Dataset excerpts
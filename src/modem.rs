//! Modem connection manager and outbound command primitives.
//!
//! Owns the transport on behalf of the worker task. The modem is considered
//! connected only after the full initialization handshake has been written;
//! any transport failure downgrades it back to disconnected, and the next
//! `ensure_connected` replays the handshake from scratch.

use std::time::Duration;

use tracing::{debug, info, warn};

use crate::config::GsmConfig;
use crate::parser::decode_chunk;
use crate::transport::Transport;

/// SMS body terminator control byte (Ctrl+Z).
const SMS_TERMINATOR: char = '\x1a';

/// Read chunk size used by the worker loop.
pub const READ_CHUNK_SIZE: usize = 200;

/// GSM modem driven over a [`Transport`].
pub struct Modem<T: Transport> {
    transport: T,
    config: GsmConfig,
    connected: bool,
}

impl<T: Transport> Modem<T> {
    pub fn new(transport: T, config: GsmConfig) -> Self {
        Self {
            transport,
            config,
            connected: false,
        }
    }

    pub fn is_connected(&self) -> bool {
        self.connected && self.transport.is_connected()
    }

    /// Mark the modem as disconnected after a transport failure.
    fn mark_disconnected(&mut self) {
        if self.connected {
            warn!("Modem connection lost");
        }
        self.connected = false;
    }

    /// Establish the modem connection, replaying the init handshake when
    /// needed. Idempotent; returns false when the transport or any init
    /// command fails, leaving the state disconnected.
    pub async fn ensure_connected(&mut self) -> bool {
        if self.is_connected() {
            return true;
        }
        self.connected = false;

        if let Err(e) = self.transport.connect().await {
            warn!("Modem connect error: {e}");
            return false;
        }

        let init_commands = [
            "AT".to_string(),
            "ATE0".to_string(),
            "AT+CMGF=1".to_string(),
            "AT+CNMI=1,2,0,0,0".to_string(),
            format!("AT+CUSD=1,\"{}\"", self.config.balance_ussd),
        ];

        for command in &init_commands {
            if let Err(e) = self.transport.send(format!("{command}\r\n").as_bytes()).await {
                warn!("Unable to initialize modem: {e}");
                return false;
            }
        }

        self.connected = true;
        info!(
            "Using {} at {} baud",
            self.config.device, self.config.baud_rate
        );
        true
    }

    /// The single outbound primitive: write a CRLF-terminated command, wait
    /// for the modem to settle, then drain and decode any pending response.
    /// Returns an empty string when not connected or on any transport error.
    pub async fn write(&mut self, command: &str) -> String {
        if !self.is_connected() {
            return String::new();
        }

        if let Err(e) = self.transport.send(format!("{command}\r\n").as_bytes()).await {
            warn!("Modem write: {e}");
            self.mark_disconnected();
            return String::new();
        }

        tokio::time::sleep(self.config.settle_delay()).await;

        // Drain whatever the modem answered
        let mut data = Vec::new();
        let mut buf = [0u8; READ_CHUNK_SIZE];
        loop {
            match self
                .transport
                .receive(&mut buf, Duration::from_millis(10))
                .await
            {
                Ok(0) => break,
                Ok(n) => data.extend_from_slice(&buf[..n]),
                Err(e) => {
                    warn!("Modem read: {e}");
                    self.mark_disconnected();
                    return String::new();
                }
            }
        }

        decode_chunk(&data).trim().to_string()
    }

    /// Read one bounded chunk of unsolicited data. Returns the number of
    /// bytes read into `buf`; transport errors downgrade to disconnected and
    /// read as 0.
    pub async fn read_chunk(&mut self, buf: &mut [u8]) -> usize {
        if !self.is_connected() {
            return 0;
        }

        match self.transport.receive(buf, self.config.read_timeout()).await {
            Ok(n) => n,
            Err(e) => {
                warn!("Modem read: {e}");
                self.mark_disconnected();
                0
            }
        }
    }

    /// Compose and send one SMS.
    pub async fn send_sms(&mut self, destination: &str, text: &str) {
        debug!("Sending SMS to {destination}");
        self.write(&format!("AT+CMGS=\"{destination}\"")).await;
        self.write(text).await;
        self.write(&SMS_TERMINATOR.to_string()).await;
    }

    /// Fan one message out to every configured contact.
    pub async fn send_message(&mut self, text: &str) {
        if self.config.contacts.is_empty() {
            warn!("No GSM contacts configured when sending message");
            return;
        }

        for destination in self.config.contacts.clone() {
            self.send_sms(&destination, text).await;
        }
    }

    /// Place a voice call.
    pub async fn dial(&mut self, destination: &str) {
        debug!("Dialing {destination}");
        self.write(&format!("ATD{destination}")).await;
    }

    /// Close the transport on shutdown.
    pub async fn close(&mut self) {
        self.connected = false;
        self.transport.disconnect().await;
    }
}

#[cfg(test)]
mod tests {
    use super::*;
    use crate::transport::MockTransport;

    fn test_config() -> GsmConfig {
        GsmConfig {
            contacts: vec!["+351911234567".to_string(), "+351967654321".to_string()],
            settle_delay_ms: 1,
            read_timeout_ms: 10,
            ..Default::default()
        }
    }

    fn test_modem() -> (Modem<MockTransport>, MockTransport) {
        let transport = MockTransport::new();
        let modem = Modem::new(transport.clone(), test_config());
        (modem, transport)
    }

    #[tokio::test]
    async fn test_init_handshake() {
        let (mut modem, transport) = test_modem();

        assert!(!modem.is_connected());
        assert!(modem.ensure_connected().await);
        assert!(modem.is_connected());

        let sent = transport.sent_text();
        assert_eq!(
            sent,
            vec![
                "AT\r\n",
                "ATE0\r\n",
                "AT+CMGF=1\r\n",
                "AT+CNMI=1,2,0,0,0\r\n",
                "AT+CUSD=1,\"*111#\"\r\n",
            ]
        );

        // Idempotent: a second call does not touch the transport
        transport.clear_sent();
        assert!(modem.ensure_connected().await);
        assert!(transport.sent_text().is_empty());
    }

    #[tokio::test]
    async fn test_connect_failure_stays_disconnected() {
        let (mut modem, transport) = test_modem();
        transport.set_fail_connect(true);

        assert!(!modem.ensure_connected().await);
        assert!(!modem.is_connected());
    }

    #[tokio::test]
    async fn test_write_not_connected_returns_empty() {
        let (mut modem, transport) = test_modem();
        assert_eq!(modem.write("AT").await, "");
        assert!(transport.sent_text().is_empty());
    }

    #[tokio::test]
    async fn test_write_drains_response() {
        let (mut modem, transport) = test_modem();
        assert!(modem.ensure_connected().await);
        transport.clear_sent();

        transport.push_incoming(b"\r\nOK\r\n");
        let response = modem.write("AT").await;
        assert_eq!(response, "OK");
        assert_eq!(transport.sent_text(), vec!["AT\r\n".to_string()]);
    }

    #[tokio::test]
    async fn test_write_failure_downgrades_and_reinit() {
        let (mut modem, transport) = test_modem();
        assert!(modem.ensure_connected().await);
        assert_eq!(transport.connect_count(), 1);

        transport.fail_next_send();
        assert_eq!(modem.write("AT").await, "");
        assert!(!modem.is_connected());

        // Reconnect replays the full init sequence
        transport.clear_sent();
        assert!(modem.ensure_connected().await);
        assert_eq!(transport.connect_count(), 2);
        assert_eq!(transport.sent_text().len(), 5);
    }

    #[tokio::test]
    async fn test_send_sms_sequence() {
        let (mut modem, transport) = test_modem();
        assert!(modem.ensure_connected().await);
        transport.clear_sent();

        modem.send_sms("+351911234567", "ACCEPTED: zone frontdoor bypass").await;

        let sent = transport.sent_text();
        assert_eq!(sent.len(), 3);
        assert_eq!(sent[0], "AT+CMGS=\"+351911234567\"\r\n");
        assert_eq!(sent[1], "ACCEPTED: zone frontdoor bypass\r\n");
        assert_eq!(sent[2], "\u{1a}\r\n");
    }

    #[tokio::test]
    async fn test_send_message_fans_out() {
        let (mut modem, transport) = test_modem();
        assert!(modem.ensure_connected().await);
        transport.clear_sent();

        modem.send_message("other: power failure").await;

        // Three writes per contact, two contacts
        let sent = transport.sent_text();
        assert_eq!(sent.len(), 6);
        assert_eq!(sent[0], "AT+CMGS=\"+351911234567\"\r\n");
        assert_eq!(sent[3], "AT+CMGS=\"+351967654321\"\r\n");
    }

    #[tokio::test]
    async fn test_dial() {
        let (mut modem, transport) = test_modem();
        assert!(modem.ensure_connected().await);
        transport.clear_sent();

        modem.dial("+351911234567").await;
        assert_eq!(transport.sent_text(), vec!["ATD+351911234567\r\n".to_string()]);
    }
}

WORK INSTRUCTION
Look over the data above and show each line that contains "connection".

SOLUTION FOR THIS PROBLEM
//! Modem connection manager and outbound command primitives.
            warn!("Modem connection lost");
    /// Establish the modem connection, replaying the init handshake when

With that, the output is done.